### Task item:
Find the lines in the records below that contain "outer", and report each of them.

Dataset Block Start

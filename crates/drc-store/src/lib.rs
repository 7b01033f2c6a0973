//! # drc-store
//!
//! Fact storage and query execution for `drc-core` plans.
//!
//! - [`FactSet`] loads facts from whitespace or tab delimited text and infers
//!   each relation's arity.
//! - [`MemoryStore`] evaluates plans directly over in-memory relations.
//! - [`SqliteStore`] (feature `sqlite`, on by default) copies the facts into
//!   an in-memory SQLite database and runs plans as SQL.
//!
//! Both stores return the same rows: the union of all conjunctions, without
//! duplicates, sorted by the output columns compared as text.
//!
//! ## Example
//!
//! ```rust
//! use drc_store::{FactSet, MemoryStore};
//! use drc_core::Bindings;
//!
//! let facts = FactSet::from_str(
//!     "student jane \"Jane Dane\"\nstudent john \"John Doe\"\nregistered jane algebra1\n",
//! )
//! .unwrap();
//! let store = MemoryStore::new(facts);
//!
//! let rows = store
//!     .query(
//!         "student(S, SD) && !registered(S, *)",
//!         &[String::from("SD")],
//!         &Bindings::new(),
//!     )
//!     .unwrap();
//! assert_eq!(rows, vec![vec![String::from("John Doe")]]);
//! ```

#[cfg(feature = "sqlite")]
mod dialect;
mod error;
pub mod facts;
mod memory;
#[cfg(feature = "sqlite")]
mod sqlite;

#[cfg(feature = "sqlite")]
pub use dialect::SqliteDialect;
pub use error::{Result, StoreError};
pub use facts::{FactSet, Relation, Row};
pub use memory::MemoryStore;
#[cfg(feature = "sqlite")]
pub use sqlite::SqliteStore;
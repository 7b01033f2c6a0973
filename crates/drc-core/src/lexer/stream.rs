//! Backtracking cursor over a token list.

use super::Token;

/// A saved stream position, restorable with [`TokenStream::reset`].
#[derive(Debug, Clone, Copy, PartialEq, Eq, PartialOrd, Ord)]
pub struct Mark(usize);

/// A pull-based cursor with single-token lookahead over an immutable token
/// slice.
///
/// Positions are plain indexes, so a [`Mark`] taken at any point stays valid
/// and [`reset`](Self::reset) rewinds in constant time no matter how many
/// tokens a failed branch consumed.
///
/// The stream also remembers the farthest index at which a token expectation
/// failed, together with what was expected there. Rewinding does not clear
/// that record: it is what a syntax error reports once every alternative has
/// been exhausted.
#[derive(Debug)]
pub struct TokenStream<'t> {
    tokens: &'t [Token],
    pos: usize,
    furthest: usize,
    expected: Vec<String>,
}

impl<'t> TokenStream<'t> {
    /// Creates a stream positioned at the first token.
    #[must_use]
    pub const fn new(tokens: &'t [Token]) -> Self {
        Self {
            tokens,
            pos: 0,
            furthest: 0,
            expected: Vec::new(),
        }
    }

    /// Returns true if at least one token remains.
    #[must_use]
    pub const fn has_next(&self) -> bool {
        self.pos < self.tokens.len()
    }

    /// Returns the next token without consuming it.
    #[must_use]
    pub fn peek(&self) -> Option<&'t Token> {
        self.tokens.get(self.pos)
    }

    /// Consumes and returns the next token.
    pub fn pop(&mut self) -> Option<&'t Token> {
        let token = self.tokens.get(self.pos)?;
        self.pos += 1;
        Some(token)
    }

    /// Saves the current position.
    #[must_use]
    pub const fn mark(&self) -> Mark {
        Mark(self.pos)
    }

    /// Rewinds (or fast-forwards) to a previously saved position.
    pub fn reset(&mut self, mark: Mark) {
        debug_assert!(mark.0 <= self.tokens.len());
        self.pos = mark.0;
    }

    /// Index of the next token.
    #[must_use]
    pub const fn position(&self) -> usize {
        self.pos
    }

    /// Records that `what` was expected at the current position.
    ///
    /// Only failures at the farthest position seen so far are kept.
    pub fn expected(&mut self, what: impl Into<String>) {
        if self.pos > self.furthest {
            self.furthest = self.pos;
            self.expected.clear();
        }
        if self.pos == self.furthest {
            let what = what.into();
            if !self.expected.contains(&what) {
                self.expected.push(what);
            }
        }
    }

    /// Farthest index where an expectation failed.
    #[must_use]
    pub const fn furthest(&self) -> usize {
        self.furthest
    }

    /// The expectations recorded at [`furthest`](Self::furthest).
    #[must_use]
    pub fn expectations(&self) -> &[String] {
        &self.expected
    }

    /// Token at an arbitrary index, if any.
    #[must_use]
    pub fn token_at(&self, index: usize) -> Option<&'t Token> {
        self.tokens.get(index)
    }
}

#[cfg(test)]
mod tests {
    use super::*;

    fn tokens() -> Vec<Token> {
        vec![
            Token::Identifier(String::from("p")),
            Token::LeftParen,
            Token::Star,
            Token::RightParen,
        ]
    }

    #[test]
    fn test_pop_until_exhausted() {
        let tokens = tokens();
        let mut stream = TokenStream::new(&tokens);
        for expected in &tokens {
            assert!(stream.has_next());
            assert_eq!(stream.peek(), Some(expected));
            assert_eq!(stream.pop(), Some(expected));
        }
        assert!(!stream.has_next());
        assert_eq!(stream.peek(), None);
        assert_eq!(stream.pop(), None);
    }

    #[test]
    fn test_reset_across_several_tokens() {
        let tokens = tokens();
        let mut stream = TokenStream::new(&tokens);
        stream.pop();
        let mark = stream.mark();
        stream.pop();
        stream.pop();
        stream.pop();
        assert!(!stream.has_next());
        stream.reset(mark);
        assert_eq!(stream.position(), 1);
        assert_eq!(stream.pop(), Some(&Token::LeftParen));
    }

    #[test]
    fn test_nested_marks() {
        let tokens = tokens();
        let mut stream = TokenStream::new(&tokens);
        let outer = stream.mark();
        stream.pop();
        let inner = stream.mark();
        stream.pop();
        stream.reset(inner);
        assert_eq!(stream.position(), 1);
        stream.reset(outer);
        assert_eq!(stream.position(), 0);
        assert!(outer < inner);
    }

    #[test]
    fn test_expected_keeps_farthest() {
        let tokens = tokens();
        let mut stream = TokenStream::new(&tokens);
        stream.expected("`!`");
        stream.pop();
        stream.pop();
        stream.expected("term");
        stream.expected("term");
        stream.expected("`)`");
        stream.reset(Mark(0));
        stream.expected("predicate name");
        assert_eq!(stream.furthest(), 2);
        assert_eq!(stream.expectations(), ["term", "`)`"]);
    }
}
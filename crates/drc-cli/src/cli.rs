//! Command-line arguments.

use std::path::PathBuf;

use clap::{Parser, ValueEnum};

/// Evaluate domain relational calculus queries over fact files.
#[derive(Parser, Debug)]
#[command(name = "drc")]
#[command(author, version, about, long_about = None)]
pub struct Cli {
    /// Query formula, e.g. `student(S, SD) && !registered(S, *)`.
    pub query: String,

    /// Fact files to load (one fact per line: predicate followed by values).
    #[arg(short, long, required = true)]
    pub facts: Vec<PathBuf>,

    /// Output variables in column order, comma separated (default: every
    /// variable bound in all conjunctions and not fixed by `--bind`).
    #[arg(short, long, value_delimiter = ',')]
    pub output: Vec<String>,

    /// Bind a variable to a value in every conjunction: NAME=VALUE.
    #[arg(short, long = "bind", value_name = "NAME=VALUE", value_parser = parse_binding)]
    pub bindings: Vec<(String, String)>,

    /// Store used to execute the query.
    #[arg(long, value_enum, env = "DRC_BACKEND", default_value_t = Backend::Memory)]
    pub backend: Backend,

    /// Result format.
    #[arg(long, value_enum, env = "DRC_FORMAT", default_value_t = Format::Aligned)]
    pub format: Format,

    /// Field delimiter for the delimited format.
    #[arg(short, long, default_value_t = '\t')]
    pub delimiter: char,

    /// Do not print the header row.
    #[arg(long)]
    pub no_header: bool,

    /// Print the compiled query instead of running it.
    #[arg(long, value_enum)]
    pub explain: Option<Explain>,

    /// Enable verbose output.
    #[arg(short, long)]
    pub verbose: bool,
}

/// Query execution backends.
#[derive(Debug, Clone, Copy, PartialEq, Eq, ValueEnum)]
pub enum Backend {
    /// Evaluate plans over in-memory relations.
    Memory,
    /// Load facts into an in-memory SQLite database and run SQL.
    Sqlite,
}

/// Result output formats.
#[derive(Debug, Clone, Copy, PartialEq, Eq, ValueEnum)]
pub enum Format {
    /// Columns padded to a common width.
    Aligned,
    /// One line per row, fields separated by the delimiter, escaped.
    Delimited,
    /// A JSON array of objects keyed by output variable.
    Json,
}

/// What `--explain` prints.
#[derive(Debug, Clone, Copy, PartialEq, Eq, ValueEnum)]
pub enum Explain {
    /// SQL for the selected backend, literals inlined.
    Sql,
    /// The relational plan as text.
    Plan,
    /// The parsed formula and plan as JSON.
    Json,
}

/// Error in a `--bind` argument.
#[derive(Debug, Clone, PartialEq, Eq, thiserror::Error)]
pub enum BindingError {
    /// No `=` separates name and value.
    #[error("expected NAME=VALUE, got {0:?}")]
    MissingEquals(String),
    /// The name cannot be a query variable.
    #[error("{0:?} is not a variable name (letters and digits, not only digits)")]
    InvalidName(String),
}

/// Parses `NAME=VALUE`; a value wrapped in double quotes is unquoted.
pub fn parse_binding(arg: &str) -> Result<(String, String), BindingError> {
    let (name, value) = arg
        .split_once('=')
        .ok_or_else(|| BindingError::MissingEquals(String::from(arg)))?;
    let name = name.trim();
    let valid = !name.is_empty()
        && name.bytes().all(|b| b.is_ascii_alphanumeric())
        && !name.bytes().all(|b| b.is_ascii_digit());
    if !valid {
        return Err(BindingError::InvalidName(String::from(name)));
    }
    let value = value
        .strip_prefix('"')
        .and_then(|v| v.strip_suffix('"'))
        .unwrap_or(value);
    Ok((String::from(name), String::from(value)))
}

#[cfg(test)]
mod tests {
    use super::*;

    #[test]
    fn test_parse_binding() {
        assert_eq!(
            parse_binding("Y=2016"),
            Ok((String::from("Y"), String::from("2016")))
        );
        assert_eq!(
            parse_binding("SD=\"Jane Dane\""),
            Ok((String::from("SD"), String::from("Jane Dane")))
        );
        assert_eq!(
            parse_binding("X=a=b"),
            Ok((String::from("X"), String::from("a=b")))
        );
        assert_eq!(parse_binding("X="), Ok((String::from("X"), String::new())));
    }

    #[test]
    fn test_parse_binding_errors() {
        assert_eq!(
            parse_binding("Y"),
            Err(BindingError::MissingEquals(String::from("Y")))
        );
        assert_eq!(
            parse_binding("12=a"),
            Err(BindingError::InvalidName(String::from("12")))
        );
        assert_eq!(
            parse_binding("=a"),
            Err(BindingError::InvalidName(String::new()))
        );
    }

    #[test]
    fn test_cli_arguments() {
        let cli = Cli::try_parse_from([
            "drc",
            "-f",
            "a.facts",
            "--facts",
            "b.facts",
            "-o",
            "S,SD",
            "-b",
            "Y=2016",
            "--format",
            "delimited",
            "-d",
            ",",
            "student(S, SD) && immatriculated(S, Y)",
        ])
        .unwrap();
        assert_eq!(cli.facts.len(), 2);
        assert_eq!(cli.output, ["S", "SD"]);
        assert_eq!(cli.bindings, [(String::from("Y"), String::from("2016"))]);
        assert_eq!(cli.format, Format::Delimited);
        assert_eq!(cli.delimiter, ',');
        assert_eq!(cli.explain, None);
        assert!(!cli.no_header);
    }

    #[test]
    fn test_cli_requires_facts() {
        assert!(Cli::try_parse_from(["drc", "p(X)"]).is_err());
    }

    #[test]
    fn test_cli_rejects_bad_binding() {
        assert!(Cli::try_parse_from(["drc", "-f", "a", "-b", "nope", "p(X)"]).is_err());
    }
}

Dataset Block End
Dataset Block Start

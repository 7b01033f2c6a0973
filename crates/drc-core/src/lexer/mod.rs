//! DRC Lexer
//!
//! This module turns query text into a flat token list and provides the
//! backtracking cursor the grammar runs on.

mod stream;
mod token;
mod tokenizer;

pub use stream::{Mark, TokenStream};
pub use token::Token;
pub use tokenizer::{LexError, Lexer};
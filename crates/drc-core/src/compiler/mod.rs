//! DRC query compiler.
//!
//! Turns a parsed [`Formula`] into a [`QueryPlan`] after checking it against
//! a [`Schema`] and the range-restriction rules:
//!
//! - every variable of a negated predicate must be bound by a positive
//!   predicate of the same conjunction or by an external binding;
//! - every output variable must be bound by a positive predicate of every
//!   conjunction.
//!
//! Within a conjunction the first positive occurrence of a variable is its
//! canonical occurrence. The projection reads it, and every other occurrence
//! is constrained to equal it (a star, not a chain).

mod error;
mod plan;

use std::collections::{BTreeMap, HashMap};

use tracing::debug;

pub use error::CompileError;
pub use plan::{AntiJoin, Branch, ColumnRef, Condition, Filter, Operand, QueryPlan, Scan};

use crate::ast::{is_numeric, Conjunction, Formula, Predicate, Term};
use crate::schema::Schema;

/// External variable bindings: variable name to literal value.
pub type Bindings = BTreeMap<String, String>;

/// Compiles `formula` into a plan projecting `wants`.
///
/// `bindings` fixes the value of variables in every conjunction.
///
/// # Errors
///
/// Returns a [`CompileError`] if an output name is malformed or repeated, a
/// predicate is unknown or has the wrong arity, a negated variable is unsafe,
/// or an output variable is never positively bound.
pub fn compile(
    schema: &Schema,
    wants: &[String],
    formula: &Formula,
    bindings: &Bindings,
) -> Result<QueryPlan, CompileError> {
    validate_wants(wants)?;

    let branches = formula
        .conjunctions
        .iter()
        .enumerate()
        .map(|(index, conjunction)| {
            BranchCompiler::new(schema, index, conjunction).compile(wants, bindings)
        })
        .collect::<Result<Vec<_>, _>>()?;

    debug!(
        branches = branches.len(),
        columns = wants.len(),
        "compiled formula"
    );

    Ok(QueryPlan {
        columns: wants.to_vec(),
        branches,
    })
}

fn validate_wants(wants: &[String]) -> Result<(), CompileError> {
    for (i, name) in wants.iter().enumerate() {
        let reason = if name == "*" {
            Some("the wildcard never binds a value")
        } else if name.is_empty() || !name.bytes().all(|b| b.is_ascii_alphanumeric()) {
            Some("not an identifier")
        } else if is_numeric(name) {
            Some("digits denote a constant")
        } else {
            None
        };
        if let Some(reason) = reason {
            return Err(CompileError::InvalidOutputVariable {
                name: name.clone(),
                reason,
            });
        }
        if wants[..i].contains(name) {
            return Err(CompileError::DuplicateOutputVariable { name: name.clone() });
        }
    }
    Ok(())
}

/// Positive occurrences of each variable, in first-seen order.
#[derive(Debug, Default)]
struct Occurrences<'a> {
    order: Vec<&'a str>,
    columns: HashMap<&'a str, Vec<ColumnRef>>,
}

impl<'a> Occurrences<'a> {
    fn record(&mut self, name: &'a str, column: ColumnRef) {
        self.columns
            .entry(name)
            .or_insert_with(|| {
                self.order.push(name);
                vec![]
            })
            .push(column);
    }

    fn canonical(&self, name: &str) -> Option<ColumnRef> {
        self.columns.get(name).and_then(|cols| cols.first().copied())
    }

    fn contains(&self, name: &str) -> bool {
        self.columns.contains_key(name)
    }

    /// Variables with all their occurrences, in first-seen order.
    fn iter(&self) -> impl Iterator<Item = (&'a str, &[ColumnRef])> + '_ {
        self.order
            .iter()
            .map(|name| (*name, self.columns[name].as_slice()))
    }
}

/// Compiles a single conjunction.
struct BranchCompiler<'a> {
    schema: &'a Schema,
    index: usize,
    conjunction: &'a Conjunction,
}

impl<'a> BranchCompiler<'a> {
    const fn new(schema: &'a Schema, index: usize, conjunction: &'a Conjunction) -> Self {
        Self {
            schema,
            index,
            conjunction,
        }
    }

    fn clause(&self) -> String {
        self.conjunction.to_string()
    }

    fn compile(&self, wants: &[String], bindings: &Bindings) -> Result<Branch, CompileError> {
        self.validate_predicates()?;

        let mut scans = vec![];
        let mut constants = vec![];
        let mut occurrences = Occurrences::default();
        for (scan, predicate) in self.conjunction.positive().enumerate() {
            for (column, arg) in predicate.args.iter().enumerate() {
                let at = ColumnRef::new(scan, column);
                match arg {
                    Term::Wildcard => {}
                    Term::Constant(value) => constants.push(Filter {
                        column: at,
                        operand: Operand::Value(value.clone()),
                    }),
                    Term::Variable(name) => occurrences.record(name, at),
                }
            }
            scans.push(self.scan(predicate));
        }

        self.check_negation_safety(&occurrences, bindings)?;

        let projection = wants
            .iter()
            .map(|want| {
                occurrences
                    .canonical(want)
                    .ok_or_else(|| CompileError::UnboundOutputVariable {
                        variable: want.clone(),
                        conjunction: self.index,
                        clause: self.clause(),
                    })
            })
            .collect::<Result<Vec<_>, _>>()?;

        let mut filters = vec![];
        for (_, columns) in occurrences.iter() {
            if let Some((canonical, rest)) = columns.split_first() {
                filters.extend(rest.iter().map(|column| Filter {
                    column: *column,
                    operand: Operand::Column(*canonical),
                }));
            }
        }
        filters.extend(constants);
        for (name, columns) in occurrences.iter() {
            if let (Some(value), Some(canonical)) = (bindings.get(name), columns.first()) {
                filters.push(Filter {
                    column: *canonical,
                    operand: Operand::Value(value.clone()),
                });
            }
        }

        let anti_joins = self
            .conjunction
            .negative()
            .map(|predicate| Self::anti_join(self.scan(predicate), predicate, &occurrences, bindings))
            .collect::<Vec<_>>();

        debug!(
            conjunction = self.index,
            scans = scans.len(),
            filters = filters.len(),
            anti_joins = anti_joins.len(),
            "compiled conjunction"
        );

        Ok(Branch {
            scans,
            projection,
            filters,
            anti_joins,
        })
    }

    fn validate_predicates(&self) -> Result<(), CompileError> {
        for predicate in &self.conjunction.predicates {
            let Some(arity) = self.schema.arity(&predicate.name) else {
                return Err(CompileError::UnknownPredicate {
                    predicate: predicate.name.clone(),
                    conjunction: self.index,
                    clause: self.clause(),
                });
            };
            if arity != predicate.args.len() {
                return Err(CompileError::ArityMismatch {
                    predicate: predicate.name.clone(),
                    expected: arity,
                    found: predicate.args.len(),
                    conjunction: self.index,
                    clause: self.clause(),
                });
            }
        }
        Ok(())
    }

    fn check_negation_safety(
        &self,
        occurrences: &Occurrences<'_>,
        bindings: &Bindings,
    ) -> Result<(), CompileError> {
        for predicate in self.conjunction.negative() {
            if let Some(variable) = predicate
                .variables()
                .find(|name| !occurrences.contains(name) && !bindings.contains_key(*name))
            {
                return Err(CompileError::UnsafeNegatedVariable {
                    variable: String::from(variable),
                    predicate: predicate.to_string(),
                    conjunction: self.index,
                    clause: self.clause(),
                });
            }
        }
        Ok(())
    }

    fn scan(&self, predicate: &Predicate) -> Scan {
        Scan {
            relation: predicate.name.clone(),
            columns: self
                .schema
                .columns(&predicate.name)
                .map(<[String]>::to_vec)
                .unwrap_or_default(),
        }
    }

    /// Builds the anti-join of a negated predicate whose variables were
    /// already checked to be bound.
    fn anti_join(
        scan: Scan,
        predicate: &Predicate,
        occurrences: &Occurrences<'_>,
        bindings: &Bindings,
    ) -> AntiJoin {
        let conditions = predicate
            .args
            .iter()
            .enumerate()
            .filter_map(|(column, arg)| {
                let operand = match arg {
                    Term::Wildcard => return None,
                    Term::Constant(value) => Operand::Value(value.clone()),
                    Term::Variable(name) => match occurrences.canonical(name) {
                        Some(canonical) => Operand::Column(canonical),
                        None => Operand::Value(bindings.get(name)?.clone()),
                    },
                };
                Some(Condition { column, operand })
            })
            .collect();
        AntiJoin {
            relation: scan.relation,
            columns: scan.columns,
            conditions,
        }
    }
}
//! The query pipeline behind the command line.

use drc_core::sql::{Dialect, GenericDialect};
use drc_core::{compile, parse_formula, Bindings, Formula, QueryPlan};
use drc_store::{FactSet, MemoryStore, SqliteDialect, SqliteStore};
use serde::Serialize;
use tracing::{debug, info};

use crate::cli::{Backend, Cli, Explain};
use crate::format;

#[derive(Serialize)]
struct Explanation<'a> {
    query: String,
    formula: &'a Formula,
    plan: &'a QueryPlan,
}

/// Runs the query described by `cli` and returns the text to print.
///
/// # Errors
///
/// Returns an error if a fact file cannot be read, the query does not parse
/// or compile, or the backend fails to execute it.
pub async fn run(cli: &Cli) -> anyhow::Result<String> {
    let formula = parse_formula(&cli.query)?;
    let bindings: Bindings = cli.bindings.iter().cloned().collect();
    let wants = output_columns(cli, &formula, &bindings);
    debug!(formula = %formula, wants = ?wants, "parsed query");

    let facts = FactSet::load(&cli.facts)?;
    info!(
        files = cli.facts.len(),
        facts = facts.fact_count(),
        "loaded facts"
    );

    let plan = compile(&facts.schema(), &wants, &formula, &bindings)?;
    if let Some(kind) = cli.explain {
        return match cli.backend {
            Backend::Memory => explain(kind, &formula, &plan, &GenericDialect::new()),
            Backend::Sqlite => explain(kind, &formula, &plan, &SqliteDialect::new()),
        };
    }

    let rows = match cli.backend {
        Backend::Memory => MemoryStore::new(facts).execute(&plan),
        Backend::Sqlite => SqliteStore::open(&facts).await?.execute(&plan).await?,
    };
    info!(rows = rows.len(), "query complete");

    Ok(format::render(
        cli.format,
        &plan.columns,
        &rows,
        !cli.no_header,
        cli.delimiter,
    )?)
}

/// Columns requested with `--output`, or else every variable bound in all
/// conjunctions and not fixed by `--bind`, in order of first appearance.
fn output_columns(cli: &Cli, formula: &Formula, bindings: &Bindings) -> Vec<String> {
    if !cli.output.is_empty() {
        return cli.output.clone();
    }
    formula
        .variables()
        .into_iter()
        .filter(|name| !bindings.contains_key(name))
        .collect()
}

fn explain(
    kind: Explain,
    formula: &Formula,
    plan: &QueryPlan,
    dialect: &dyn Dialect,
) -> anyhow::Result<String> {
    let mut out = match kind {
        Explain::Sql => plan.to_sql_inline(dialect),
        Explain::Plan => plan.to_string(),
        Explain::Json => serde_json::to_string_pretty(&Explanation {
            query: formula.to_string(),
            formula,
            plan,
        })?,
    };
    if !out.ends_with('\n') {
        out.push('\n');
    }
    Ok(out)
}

Dataset Block End
Dataset Block Start

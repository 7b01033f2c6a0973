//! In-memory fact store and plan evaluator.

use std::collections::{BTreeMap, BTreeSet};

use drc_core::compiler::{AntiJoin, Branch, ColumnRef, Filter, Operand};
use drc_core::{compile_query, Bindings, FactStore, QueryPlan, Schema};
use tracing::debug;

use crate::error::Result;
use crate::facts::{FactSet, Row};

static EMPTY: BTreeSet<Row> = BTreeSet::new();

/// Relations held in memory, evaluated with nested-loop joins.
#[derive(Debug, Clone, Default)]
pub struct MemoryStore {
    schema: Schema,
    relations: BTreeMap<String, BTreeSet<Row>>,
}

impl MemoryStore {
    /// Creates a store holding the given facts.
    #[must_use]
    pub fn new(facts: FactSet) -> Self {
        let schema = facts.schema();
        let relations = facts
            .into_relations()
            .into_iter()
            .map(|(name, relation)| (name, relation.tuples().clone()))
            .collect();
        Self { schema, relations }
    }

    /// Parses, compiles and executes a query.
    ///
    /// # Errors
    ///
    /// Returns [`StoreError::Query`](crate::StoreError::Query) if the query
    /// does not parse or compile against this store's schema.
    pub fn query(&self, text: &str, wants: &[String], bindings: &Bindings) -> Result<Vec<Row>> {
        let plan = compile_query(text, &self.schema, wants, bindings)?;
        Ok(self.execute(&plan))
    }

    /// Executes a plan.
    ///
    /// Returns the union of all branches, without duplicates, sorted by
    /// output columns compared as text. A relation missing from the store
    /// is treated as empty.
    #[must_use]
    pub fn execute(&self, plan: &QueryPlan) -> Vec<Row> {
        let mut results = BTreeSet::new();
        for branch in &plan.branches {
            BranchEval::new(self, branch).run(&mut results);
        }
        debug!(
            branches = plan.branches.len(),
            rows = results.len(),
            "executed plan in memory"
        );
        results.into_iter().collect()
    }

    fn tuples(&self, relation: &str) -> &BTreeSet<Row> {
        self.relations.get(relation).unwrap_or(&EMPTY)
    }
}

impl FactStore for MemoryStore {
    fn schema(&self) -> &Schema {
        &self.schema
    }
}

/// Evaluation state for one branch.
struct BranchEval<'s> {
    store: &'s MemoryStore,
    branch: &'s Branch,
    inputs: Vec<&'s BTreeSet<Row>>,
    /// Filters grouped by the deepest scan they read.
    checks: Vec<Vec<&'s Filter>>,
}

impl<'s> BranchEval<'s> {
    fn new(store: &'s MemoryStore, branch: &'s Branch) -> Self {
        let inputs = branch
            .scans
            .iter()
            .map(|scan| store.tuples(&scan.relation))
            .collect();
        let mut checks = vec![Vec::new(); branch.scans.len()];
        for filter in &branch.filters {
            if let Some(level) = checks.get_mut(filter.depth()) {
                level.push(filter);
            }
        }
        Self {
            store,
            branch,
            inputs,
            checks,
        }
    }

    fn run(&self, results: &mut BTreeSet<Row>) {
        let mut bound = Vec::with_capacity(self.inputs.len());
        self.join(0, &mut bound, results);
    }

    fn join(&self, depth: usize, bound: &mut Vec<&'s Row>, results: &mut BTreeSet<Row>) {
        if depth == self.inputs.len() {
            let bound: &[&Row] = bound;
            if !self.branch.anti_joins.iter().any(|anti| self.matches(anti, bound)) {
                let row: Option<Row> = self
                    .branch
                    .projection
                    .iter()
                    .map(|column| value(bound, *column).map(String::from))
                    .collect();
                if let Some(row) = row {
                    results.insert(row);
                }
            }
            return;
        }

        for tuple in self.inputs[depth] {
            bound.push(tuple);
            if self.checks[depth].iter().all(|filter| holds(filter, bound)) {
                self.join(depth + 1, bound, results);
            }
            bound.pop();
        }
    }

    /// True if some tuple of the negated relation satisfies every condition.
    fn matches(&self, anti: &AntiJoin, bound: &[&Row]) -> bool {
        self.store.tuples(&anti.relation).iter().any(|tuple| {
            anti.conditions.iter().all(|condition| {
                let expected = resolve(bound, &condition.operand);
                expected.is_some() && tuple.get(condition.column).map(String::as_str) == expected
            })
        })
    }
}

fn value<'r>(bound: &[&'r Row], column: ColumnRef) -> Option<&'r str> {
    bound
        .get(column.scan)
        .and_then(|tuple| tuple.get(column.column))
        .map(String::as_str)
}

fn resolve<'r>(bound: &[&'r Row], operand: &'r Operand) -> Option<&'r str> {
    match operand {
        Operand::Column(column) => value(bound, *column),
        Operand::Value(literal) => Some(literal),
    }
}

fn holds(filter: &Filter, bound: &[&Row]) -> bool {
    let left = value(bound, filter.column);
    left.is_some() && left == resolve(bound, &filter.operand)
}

Dataset Block End

### Response to the task:
        let outer = stream.mark();
        stream.reset(outer);
        assert!(outer < inner);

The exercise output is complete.